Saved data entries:
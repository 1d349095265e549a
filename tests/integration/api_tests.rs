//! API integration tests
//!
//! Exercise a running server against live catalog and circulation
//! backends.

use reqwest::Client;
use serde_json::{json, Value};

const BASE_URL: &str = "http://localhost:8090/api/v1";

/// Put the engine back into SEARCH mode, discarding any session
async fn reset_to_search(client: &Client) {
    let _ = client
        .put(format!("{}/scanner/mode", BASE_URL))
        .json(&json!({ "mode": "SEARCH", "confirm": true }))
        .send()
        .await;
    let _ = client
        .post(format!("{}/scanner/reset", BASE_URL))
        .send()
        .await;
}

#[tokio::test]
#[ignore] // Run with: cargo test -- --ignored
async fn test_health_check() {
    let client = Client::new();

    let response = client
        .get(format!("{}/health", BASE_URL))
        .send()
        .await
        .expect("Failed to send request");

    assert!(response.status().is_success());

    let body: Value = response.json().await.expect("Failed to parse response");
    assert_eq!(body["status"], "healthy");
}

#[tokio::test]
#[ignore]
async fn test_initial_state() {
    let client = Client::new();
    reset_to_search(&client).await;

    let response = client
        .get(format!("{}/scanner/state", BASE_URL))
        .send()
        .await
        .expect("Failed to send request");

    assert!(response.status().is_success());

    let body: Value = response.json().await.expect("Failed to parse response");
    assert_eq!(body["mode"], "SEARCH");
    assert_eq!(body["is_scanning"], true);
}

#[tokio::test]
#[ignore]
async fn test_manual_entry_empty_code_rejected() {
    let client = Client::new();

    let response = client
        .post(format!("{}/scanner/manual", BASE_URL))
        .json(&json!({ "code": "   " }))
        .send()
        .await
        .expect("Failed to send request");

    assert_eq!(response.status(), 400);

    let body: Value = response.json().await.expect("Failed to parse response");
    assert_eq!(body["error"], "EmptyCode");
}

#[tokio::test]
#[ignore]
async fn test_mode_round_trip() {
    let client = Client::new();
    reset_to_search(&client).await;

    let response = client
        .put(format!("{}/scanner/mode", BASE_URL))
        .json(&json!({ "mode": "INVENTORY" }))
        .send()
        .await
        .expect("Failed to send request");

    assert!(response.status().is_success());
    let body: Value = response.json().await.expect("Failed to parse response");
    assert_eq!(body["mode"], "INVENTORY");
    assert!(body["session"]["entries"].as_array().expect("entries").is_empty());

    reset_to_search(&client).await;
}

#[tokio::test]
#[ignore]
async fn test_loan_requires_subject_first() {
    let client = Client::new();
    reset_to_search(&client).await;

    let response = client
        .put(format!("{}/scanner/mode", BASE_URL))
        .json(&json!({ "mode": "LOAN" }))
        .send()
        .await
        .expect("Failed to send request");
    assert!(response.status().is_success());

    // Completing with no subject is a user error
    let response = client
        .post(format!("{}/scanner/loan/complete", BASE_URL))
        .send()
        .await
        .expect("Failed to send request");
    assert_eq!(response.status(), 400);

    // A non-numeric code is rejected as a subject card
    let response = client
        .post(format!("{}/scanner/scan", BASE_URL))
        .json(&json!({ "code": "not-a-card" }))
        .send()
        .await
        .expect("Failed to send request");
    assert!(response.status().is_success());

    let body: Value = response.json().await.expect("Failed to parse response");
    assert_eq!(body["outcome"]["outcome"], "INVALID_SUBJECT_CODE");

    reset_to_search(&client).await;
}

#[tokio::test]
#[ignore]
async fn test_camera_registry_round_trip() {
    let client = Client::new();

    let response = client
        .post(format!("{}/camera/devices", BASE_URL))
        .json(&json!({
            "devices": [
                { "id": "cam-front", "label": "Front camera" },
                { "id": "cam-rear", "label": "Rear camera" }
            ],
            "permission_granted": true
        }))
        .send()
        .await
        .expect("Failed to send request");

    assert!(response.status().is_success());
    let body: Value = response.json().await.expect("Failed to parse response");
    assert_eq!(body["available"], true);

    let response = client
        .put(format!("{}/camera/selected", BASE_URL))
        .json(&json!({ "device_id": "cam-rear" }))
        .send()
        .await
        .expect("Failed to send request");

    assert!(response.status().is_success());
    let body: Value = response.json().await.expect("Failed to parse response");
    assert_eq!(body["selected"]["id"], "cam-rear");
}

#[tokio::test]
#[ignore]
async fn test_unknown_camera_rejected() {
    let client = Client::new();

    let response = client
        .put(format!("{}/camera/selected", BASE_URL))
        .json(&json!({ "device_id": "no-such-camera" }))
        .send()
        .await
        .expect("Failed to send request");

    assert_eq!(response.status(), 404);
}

==

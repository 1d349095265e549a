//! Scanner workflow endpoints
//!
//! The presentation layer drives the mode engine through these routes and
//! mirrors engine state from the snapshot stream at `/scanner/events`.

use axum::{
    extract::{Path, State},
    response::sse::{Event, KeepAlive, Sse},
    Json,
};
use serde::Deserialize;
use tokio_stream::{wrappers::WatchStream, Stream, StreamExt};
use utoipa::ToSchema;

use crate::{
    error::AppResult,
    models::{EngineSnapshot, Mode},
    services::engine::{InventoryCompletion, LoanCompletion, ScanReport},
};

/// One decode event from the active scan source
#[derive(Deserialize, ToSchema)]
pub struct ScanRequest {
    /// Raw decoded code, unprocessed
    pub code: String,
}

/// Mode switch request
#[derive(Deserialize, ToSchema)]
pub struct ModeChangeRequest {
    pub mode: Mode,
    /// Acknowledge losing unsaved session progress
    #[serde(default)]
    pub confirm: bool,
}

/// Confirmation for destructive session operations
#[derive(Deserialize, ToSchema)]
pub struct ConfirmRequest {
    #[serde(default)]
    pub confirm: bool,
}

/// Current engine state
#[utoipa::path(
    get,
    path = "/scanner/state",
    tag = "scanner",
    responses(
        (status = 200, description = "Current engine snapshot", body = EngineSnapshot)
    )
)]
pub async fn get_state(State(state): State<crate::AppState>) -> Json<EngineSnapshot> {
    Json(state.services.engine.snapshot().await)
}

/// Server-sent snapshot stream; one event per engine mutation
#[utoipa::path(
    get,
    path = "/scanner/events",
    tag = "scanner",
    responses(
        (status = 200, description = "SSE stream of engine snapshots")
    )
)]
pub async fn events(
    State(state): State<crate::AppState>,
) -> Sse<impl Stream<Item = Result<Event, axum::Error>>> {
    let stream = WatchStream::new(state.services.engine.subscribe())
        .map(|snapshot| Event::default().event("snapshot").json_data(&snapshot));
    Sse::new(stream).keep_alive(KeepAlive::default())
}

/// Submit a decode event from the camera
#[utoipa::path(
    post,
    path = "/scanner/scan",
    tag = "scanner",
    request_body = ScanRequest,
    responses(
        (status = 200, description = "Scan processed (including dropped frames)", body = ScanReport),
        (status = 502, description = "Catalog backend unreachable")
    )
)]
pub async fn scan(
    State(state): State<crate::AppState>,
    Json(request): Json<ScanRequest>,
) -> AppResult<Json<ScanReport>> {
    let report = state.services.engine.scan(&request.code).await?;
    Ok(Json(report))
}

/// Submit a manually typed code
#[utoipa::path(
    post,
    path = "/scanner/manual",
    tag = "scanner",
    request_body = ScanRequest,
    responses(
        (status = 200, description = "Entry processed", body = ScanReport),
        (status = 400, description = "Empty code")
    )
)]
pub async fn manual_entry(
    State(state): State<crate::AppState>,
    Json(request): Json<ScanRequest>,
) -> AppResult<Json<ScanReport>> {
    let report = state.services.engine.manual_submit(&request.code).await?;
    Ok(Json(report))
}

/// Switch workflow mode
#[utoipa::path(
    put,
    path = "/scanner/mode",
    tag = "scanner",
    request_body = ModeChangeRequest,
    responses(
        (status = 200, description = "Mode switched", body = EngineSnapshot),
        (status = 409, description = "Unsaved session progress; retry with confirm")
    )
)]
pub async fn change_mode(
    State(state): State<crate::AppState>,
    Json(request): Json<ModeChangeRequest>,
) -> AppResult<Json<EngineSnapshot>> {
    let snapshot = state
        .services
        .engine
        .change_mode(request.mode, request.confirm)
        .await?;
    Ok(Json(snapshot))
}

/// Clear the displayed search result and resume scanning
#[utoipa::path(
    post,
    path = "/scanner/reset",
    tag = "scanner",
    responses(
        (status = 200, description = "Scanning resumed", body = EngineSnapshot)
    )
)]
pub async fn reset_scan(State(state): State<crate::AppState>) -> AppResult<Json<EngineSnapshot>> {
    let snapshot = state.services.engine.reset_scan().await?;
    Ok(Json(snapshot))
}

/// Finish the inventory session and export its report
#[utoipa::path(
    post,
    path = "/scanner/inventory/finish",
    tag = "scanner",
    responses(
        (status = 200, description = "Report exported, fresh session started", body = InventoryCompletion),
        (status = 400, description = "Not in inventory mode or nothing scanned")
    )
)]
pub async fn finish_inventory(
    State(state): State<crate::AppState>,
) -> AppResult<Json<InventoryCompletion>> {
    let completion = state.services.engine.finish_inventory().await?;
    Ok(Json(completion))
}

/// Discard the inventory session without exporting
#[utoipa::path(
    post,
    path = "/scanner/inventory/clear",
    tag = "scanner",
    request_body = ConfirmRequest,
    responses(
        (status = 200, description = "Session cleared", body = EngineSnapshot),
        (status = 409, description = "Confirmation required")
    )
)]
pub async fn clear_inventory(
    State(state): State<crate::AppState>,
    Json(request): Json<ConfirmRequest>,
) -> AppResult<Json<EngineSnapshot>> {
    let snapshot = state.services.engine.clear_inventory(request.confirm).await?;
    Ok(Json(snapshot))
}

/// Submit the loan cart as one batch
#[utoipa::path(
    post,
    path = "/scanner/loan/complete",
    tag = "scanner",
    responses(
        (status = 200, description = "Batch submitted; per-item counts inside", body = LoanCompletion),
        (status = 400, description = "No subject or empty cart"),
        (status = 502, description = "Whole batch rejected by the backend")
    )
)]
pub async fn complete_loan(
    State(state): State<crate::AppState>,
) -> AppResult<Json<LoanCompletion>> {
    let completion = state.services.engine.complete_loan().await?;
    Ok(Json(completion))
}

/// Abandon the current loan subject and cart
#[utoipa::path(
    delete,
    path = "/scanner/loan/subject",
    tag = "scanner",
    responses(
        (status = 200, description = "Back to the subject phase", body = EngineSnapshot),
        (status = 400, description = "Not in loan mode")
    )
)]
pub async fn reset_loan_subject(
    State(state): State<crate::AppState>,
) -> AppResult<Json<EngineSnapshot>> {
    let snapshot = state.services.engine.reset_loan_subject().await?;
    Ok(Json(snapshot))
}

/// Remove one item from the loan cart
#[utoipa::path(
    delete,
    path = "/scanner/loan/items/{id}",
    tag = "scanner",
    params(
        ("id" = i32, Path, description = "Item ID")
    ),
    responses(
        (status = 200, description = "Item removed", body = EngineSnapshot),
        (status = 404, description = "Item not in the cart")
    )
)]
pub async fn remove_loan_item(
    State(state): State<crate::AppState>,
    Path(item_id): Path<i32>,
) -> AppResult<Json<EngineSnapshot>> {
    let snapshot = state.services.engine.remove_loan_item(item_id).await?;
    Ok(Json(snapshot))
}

### [To do]
Return, from the entries, each line that holds "rear".

### [Solved exercise]
                { "id": "cam-rear", "label": "Rear camera" }
        .json(&json!({ "device_id": "cam-rear" }))
    assert_eq!(body["selected"]["id"], "cam-rear");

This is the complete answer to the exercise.